Records from a dataset
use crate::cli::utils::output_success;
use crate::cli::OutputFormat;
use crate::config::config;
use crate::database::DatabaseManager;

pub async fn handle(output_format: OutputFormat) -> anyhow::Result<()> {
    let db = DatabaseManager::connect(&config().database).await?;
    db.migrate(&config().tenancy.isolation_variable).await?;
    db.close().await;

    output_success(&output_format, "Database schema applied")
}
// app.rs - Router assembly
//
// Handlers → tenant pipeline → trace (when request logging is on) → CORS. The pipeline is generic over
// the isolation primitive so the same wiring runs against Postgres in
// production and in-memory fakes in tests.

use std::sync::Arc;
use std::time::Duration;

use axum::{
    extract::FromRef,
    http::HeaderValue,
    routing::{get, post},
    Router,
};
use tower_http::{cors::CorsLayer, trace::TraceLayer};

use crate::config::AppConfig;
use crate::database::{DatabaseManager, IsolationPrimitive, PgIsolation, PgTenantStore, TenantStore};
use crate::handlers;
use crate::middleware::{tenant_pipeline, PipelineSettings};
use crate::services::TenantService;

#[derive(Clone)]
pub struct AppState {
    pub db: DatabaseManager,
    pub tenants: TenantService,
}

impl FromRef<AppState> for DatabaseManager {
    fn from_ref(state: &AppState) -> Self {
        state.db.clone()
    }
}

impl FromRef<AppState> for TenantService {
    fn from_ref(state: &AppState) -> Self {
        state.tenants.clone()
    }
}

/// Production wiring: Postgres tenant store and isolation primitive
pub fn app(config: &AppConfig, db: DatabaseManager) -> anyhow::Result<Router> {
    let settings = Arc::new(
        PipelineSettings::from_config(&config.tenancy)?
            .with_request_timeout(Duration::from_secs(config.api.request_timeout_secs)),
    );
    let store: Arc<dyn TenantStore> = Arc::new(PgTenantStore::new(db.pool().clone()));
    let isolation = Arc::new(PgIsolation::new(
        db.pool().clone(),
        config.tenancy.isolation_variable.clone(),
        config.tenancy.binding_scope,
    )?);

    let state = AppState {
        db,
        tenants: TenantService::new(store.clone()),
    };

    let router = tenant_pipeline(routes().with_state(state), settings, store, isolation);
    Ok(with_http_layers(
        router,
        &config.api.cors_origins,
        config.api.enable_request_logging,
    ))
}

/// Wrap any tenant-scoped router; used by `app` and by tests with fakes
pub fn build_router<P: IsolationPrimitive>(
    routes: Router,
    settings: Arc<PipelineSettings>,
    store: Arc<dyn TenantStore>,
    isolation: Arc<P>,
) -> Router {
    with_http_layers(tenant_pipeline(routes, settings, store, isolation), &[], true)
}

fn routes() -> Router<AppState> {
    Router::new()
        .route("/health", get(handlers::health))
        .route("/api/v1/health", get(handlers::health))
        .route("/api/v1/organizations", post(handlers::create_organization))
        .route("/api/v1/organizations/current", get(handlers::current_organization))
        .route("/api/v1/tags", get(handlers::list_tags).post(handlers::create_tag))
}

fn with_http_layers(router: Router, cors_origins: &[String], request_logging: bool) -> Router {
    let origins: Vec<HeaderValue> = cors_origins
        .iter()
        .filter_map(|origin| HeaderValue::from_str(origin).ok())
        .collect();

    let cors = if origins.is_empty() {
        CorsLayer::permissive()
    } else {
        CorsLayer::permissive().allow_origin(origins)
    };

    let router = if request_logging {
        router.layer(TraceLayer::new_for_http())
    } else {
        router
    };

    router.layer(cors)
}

--

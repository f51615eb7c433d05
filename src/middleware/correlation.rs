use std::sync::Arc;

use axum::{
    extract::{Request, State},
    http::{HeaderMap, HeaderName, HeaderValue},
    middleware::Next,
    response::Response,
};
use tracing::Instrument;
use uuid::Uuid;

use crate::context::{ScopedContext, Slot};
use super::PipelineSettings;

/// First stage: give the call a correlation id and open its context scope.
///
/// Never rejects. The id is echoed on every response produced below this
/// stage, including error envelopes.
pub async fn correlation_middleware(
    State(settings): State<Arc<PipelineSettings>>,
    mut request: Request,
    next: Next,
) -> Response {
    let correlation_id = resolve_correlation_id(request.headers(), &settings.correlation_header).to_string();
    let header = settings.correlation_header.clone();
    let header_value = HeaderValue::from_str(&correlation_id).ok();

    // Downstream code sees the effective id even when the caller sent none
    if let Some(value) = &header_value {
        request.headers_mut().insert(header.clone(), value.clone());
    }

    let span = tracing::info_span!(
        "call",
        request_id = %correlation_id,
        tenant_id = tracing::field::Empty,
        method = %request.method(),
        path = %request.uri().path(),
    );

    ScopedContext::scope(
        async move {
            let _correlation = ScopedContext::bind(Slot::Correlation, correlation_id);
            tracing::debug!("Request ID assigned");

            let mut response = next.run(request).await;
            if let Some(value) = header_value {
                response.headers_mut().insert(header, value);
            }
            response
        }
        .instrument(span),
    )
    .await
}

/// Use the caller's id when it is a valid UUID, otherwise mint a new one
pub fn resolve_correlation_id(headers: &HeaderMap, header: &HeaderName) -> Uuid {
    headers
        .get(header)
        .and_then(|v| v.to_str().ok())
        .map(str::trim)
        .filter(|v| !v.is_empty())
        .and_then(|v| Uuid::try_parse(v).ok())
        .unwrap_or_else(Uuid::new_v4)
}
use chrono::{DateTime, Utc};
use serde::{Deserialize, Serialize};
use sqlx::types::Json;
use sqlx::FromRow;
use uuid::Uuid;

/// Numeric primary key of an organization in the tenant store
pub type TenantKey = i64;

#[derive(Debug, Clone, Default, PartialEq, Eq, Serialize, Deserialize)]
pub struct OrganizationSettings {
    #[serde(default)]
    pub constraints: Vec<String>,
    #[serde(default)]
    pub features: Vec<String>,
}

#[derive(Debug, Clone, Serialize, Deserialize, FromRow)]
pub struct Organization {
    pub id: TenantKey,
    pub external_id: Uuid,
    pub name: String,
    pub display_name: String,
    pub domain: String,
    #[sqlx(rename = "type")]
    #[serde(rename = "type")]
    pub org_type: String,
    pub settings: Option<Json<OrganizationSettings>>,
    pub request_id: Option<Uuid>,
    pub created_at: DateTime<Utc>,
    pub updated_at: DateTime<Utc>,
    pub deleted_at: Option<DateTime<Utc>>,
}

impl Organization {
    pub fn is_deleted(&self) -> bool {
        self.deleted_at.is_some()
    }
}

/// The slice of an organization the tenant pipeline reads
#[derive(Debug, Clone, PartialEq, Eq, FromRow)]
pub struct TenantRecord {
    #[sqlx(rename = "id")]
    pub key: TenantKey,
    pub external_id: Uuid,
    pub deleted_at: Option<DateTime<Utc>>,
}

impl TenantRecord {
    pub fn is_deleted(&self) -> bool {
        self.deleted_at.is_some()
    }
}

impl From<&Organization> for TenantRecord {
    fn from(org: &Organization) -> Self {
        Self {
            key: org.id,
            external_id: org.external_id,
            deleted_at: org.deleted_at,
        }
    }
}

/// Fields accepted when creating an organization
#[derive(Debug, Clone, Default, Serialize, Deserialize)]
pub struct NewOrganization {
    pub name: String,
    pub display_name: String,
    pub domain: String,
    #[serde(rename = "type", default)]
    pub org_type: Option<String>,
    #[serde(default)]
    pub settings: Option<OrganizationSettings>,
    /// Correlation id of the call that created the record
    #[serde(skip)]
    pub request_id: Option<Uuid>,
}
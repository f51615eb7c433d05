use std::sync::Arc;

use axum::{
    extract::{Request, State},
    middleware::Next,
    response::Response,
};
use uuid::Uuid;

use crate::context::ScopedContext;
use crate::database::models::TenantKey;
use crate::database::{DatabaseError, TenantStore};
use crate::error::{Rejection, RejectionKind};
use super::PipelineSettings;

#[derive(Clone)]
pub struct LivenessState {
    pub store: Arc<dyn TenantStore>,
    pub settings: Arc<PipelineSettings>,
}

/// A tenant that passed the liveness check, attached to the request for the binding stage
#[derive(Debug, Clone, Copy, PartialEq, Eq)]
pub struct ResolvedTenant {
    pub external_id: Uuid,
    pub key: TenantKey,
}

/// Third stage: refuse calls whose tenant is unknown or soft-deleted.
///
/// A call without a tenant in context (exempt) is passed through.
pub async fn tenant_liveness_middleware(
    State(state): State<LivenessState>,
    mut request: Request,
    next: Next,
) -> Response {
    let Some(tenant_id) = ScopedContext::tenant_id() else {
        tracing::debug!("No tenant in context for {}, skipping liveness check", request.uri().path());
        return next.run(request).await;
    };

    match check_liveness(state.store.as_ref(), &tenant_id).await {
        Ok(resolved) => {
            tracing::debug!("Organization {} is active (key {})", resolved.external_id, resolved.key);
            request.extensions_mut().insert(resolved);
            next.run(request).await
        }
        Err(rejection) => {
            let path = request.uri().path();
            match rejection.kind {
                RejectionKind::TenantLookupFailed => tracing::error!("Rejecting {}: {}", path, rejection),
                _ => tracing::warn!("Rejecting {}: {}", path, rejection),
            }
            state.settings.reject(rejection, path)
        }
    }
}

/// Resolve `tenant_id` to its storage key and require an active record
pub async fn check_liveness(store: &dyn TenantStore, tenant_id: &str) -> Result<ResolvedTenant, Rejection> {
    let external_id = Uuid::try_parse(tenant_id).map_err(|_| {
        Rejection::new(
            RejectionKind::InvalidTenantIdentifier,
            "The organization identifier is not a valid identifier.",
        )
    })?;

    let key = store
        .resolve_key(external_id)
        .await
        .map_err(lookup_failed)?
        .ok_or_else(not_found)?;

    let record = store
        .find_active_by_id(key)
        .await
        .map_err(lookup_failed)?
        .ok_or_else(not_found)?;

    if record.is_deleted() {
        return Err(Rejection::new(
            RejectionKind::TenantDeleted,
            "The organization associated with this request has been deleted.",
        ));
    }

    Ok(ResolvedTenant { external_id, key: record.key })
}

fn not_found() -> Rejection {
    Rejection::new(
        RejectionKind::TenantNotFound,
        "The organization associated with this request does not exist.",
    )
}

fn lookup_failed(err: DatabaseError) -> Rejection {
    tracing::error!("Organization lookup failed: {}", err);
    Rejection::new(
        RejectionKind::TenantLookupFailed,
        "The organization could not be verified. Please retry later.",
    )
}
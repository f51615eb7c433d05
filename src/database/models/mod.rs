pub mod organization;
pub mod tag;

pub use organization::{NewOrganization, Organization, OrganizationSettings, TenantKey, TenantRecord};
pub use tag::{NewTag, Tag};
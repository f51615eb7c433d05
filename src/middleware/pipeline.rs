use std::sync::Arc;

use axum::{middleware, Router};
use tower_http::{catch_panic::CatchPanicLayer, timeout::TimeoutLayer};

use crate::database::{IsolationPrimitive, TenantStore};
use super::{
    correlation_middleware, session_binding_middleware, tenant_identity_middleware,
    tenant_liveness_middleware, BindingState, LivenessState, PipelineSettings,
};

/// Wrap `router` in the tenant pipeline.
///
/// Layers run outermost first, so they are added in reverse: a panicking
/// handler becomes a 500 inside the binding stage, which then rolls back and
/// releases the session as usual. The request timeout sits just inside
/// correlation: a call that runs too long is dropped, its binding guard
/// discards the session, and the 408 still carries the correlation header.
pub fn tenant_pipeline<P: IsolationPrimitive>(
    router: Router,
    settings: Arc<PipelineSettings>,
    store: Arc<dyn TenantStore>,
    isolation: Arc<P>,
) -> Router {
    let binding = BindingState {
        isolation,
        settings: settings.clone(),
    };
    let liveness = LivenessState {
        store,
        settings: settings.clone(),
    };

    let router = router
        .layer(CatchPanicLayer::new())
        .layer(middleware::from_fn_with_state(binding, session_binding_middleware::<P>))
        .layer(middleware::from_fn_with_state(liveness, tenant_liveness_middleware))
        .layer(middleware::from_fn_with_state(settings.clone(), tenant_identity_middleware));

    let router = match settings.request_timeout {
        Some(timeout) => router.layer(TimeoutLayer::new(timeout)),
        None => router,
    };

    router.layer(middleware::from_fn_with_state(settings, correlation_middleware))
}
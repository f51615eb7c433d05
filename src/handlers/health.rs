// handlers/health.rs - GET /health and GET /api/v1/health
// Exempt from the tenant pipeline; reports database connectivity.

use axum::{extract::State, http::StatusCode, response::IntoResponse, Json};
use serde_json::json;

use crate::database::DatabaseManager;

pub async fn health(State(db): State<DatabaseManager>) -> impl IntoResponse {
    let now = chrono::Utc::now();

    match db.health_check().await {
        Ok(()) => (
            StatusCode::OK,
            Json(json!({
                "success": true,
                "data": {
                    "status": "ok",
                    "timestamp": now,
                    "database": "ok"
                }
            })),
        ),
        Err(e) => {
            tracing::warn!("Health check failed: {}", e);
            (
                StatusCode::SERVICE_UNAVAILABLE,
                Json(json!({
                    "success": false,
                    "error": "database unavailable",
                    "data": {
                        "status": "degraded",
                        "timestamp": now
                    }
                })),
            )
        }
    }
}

*Task prompt*: From the records above, transcribe exactly the run of lines that opens with the line holding "use crate::cli::utils::output_success;" and closes with the line holding "db.migrate(&config().tenancy.isolation_variable).await?;", both included.

*Answer box*:
use crate::cli::utils::output_success;
use crate::cli::OutputFormat;
use crate::config::config;
use crate::database::DatabaseManager;

pub async fn handle(output_format: OutputFormat) -> anyhow::Result<()> {
    let db = DatabaseManager::connect(&config().database).await?;
    db.migrate(&config().tenancy.isolation_variable).await?;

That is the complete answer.